Furwa is likely to succeed on the merits. To understand why the law is in Furwa’s favor, it helps to review the Taft–Hartley Act and a more common factual scenario. (Not that lawsuits in this Circuit involving Taft–Hartley trust funds are common—they are not. See, e.g. , Bd. of Trs. of the Plumbers, Pipe Fitters, & Mech. Equipment Serv., Local Union No. 392 Pension Fund v. B & B Mech. Servs., Inc. , 813 F.3d 603, 608–09 (6th Cir. 2015) ; Michigan Bricklayers & Allied Craftsmen Health Care Fund v. Northwestern Construction, Inc. , Nos. 95-2379 and 96-1346, 1997 WL 351296, 1997 U.S. App. LEXIS 15440 (6th Cir. 1997) ; Cent. States, Se. & Sw. Areas Pension Fund v. Behnke, Inc. , 883 F.2d 454 (6th Cir. 1989).)

Recall the language of the Taft–Hartley Act. Taft–Hartley makes it unlawful for any "employer ... or any person ... who acts in the interest of an employer" to "pay, lend, or deliver ... any money or other thing of value ... to any labor organization." See 29 U.S.C. § 186(a)(2). As the Sixth Circuit explains, "[t]his statutory prohibition exists to prevent the misappropriation or dissipation of money that is owed to union employees." B & B Mech. Servs. , 813 F.3d at 608-09 (6th Cir. 2015) (citing Behnke , 883 F.2d at 459 ).

But Taft–Hartley makes an exception for an employer contributing "money ... to a trust fund ... for the sole and exclusive benefit of the employees of such employer." 29 U.S.C. § 186(c)(5). The exception permits employers to contribute to trust funds because the funds "protect fringe benefits" by requiring that " ‘the detailed basis on which such payments are to be made is specified in a written agreement with the employer.’ " B & B Mech.
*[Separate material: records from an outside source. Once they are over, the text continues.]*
//! ConfigStore - fleet configuration
//!
//! ## Responsibilities
//!
//! - Load and validate the fleet JSON once at startup
//! - Camera inventory lookup by identity
//! - Destination routing (camera -> workstation -> upload URL)
//! - Policy access for every other component
//!
//! Load failure is the only fatal error of the process.

mod types;

pub use types::*;

use crate::error::{Error, Result};
use crate::models::CameraId;
use chrono_tz::Tz;
use std::collections::HashMap;
use std::path::Path;
use std::sync::Arc;

/// Read-only configuration shared by all components
pub struct ConfigStore {
    fleet: FleetConfig,
    timezone: Tz,
    cameras: HashMap<CameraId, Arc<CameraConfig>>,
    routes: HashMap<CameraId, String>,
}

impl ConfigStore {
    /// Load from a JSON file
    pub async fn load(path: impl AsRef<Path>) -> Result<Self> {
        let path = path.as_ref();
        let raw = tokio::fs::read_to_string(path)
            .await
            .map_err(|e| Error::Config(format!("cannot read {}: {}", path.display(), e)))?;
        let fleet: FleetConfig = serde_json::from_str(&raw)
            .map_err(|e| Error::Config(format!("cannot parse {}: {}", path.display(), e)))?;
        Self::from_fleet(fleet)
    }

    /// Build from an already parsed configuration
    pub fn from_fleet(fleet: FleetConfig) -> Result<Self> {
        let timezone: Tz = fleet
            .timezone
            .parse()
            .map_err(|_| Error::Config(format!("unknown timezone: {}", fleet.timezone)))?;

        validate_policies(&fleet)?;

        let mut cameras = HashMap::new();
        for camera in &fleet.cameras {
            if let Some(size) = camera.group_size {
                if size == 0 {
                    return Err(Error::Config(format!(
                        "camera {}: group_size must be at least 1",
                        camera.ip
                    )));
                }
            }
            if cameras
                .insert(camera.ip.clone(), Arc::new(camera.clone()))
                .is_some()
            {
                return Err(Error::Config(format!("duplicate camera: {}", camera.ip)));
            }
        }

        let mut routes = HashMap::new();
        for (workstation, members) in &fleet.workstation_camera_mapping {
            let Some(url) = fleet.workstation_url_mapping.get(workstation) else {
                tracing::warn!(
                    workstation = %workstation,
                    "Workstation has cameras but no upload URL"
                );
                continue;
            };
            for member in members {
                let id = CameraId::parse(member)?;
                if let Some(existing) = routes.get(&id) {
                    tracing::warn!(
                        camera_id = %id,
                        kept = %existing,
                        ignored = %url,
                        "Camera mapped to more than one workstation"
                    );
                    continue;
                }
                routes.insert(id, url.clone());
            }
        }

        Ok(Self {
            fleet,
            timezone,
            cameras,
            routes,
        })
    }

    pub fn fleet(&self) -> &FleetConfig {
        &self.fleet
    }

    pub fn timezone(&self) -> Tz {
        self.timezone
    }

    pub fn cameras(&self) -> impl Iterator<Item = &Arc<CameraConfig>> {
        self.fleet
            .cameras
            .iter()
            .filter_map(|c| self.cameras.get(&c.ip))
    }

    pub fn camera(&self, id: &CameraId) -> Option<Arc<CameraConfig>> {
        self.cameras.get(id).cloned()
    }

    pub fn credentials(&self) -> Option<&Credentials> {
        self.fleet.camera_credentials.as_ref()
    }

    pub fn detection(&self) -> &DetectionPolicy {
        &self.fleet.detection
    }

    pub fn supervisor(&self) -> &SupervisorPolicy {
        &self.fleet.supervisor
    }

    pub fn actuation(&self) -> &ActuationPolicy {
        &self.fleet.actuation
    }

    pub fn housekeeping(&self) -> &HousekeepingPolicy {
        &self.fleet.housekeeping
    }

    /// Group size for a camera, falling back to the fleet default
    pub fn group_target(&self, id: &CameraId) -> usize {
        self.cameras
            .get(id)
            .and_then(|c| c.group_size)
            .unwrap_or(self.fleet.detection.group_size)
    }

    /// Upload endpoint of the workstation that owns the camera
    pub fn resolve_destination(&self, id: &CameraId) -> Result<&str> {
        self.routes
            .get(id)
            .map(String::as_str)
            .ok_or_else(|| Error::Routing(id.to_string()))
    }

    pub fn stream_url(&self, camera: &CameraConfig) -> String {
        camera.stream_url(self.credentials())
    }
}

fn validate_policies(fleet: &FleetConfig) -> Result<()> {
    let d = &fleet.detection;
    if d.group_size == 0 {
        return Err(Error::Config("detection.group_size must be at least 1".into()));
    }
    if d.unit_wait_secs == 0 {
        return Err(Error::Config("detection.unit_wait_secs must be positive".into()));
    }
    for (name, thr) in [
        ("score_threshold", d.score_threshold),
        ("night_score_threshold", d.night_score_threshold),
    ] {
        if !(0.0..=1.0).contains(&thr) {
            return Err(Error::Config(format!("detection.{name} out of range: {thr}")));
        }
    }

    let s = &fleet.supervisor;
    if s.retry_interval_secs == 0 || s.snapshot_interval_secs == 0 {
        return Err(Error::Config("supervisor intervals must be positive".into()));
    }
    if s.upload_jitter.min_secs > s.upload_jitter.max_secs {
        return Err(Error::Config("supervisor.upload_jitter min exceeds max".into()));
    }
    if s.upload_base_secs + s.upload_jitter.max_secs == 0 {
        return Err(Error::Config("upload interval must be positive".into()));
    }
    if !(1..=100).contains(&s.jpeg_quality) {
        return Err(Error::Config(format!(
            "supervisor.jpeg_quality out of range: {}",
            s.jpeg_quality
        )));
    }

    let a = &fleet.actuation;
    if a.ratio_x == 0 || a.ratio_y == 0 {
        return Err(Error::Config("actuation ratios must be positive".into()));
    }

    Ok(())
}

#[cfg(test)]
mod tests {
    use super::*;
    use serde_json::json;

    fn sample_fleet() -> serde_json::Value {
        json!({
            "cameras": [
                {
                    "ip": "10.0.0.5",
                    "location": "Warehouse A",
                    "connection_type": "NVR",
                    "NVR_IP": "10.0.0.2",
                    "NVR_channel": 23,
                    "function_switches": {
                        "adjust_camera_zoom_on_detection": true,
                        "focus_time": 5
                    }
                },
                { "ip": "10.0.0.6", "connection_type": "singel", "group_size": 4 }
            ],
            "Cameras_account_password": { "username": "admin", "password": "pw" },
            "workstation_camera_mapping": { "ws1": ["10_0_0_5"] },
            "workstation_url_mapping": { "ws1": "http://ws1:8000/upload" }
        })
    }

    #[test]
    fn test_defaults_match_fleet_constants() {
        let fleet: FleetConfig = serde_json::from_value(sample_fleet()).unwrap();
        let store = ConfigStore::from_fleet(fleet).unwrap();

        assert_eq!(store.detection().group_size, 10);
        assert_eq!(store.detection().unit_wait_secs, 60);
        assert_eq!(store.supervisor().retry_interval_secs, 10);
        assert_eq!(store.supervisor().notify_interval_secs, 3600);
        assert_eq!(store.supervisor().disconnect_threshold_secs, 1800);
        assert_eq!(store.supervisor().jpeg_quality, 40);
        assert_eq!(store.actuation().cooldown_secs, 60);
        assert_eq!(store.timezone(), chrono_tz::Asia::Taipei);
    }

    #[test]
    fn test_routing_accepts_underscore_ids() {
        let fleet: FleetConfig = serde_json::from_value(sample_fleet()).unwrap();
        let store = ConfigStore::from_fleet(fleet).unwrap();

        let mapped = CameraId::parse("10.0.0.5").unwrap();
        assert_eq!(
            store.resolve_destination(&mapped).unwrap(),
            "http://ws1:8000/upload"
        );

        let unmapped = CameraId::parse("10.0.0.6").unwrap();
        assert!(matches!(
            store.resolve_destination(&unmapped),
            Err(Error::Routing(_))
        ));
    }

    #[test]
    fn test_stream_urls_per_connection_type() {
        let fleet: FleetConfig = serde_json::from_value(sample_fleet()).unwrap();
        let store = ConfigStore::from_fleet(fleet).unwrap();

        let nvr = store.camera(&CameraId::parse("10.0.0.5").unwrap()).unwrap();
        assert_eq!(
            store.stream_url(&nvr),
            "rtsp://admin:pw@10.0.0.2:554/cam/realmonitor?channel=3&subtype=0"
        );
        assert_eq!(nvr.focus_minutes(), Some(5));

        let single = store.camera(&CameraId::parse("10.0.0.6").unwrap()).unwrap();
        assert_eq!(
            store.stream_url(&single),
            "rtsp://admin:pw@10.0.0.6:554/live/0/main"
        );
        assert_eq!(single.focus_minutes(), None);
        assert_eq!(store.group_target(&single.ip), 4);
        assert_eq!(store.group_target(&nvr.ip), 10);
    }

    #[test]
    fn test_rejects_duplicate_cameras_and_bad_policy() {
        let mut raw = sample_fleet();
        raw["cameras"][1]["ip"] = json!("10_0_0_5");
        let fleet: FleetConfig = serde_json::from_value(raw).unwrap();
        assert!(matches!(ConfigStore::from_fleet(fleet), Err(Error::Config(_))));

        let mut raw = sample_fleet();
        raw["detection"] = json!({ "score_threshold": 1.5 });
        let fleet: FleetConfig = serde_json::from_value(raw).unwrap();
        assert!(ConfigStore::from_fleet(fleet).is_err());

        let mut raw = sample_fleet();
        raw["timezone"] = json!("Mars/Olympus");
        let fleet: FleetConfig = serde_json::from_value(raw).unwrap();
        assert!(ConfigStore::from_fleet(fleet).is_err());
    }

    #[tokio::test]
    async fn test_load_missing_file_is_config_error() {
        let result = ConfigStore::load("/nonexistent/smoke_hub.json").await;
        assert!(matches!(result, Err(Error::Config(_))));
    }
}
Servs. , 813 F.3d at 609 (quoting 29 U.S.C. § 186(c)(5)(B) ).

In the mine-run of cases involving the Taft–Hartley exception, the "written agreement" laying out the "detailed basis" for employer contributions to Taft–Hartley funds is a 9(a) collective bargaining agreement between the union and the employer. Cent. States, Se. & Sw. Areas Pension Fund v. Capitol City Lumber Co. , 627 F.Supp. 974, 977 (W.D. Mich. 1985). Eventually, the 9(a) agreement expires or otherwise ends. Id. But even after a 9(a) agreement expires, it obligates both sides to maintain the status quo while they negotiate a new agreement. See Alaska Trowel Trades Pension Fund v. Lopshire , 103 F.3d 881, 882 (9th Cir. 1996). And so, even after the 9(a) expires, union members may continue to show up for work and employers may continue to make contributions to the Taft–Hartley funds. See Bricklayers , 1997 WL 351296 at *2–3, 1997 U.S. App. LEXIS 15440 at *8. However, an employer sometimes shortchanges the funds. See Alaska Trowel , 103 F.3d at 882. After an audit, the funds discover the shortfalls and sue the employer to recover the missing monies. Alaska Trowel , 103 F.3d at 882. In defense, employers argue that they do not have to continue making contributions to the funds because the contributions violate Taft–Hartley when they are made after the expiration of a 9(a) agreement. Cibao Meat Prods. v. NLRB , 547 F.3d 336, 340–41 (2d Cir. 2008). Yet courts routinely reject that argument, see id. at 341 ("Today we join several of our sister circuits in holding that an expired collective-bargaining agreement satisfies the written-agreement requirement of § 302(c)(5)(B)"), especially where the employer has manifested an intent to continue making payments, Bricklayers , 1997 WL 351296 at *2–3, 1997 U.S. App. LEXIS 15440 at *8–10.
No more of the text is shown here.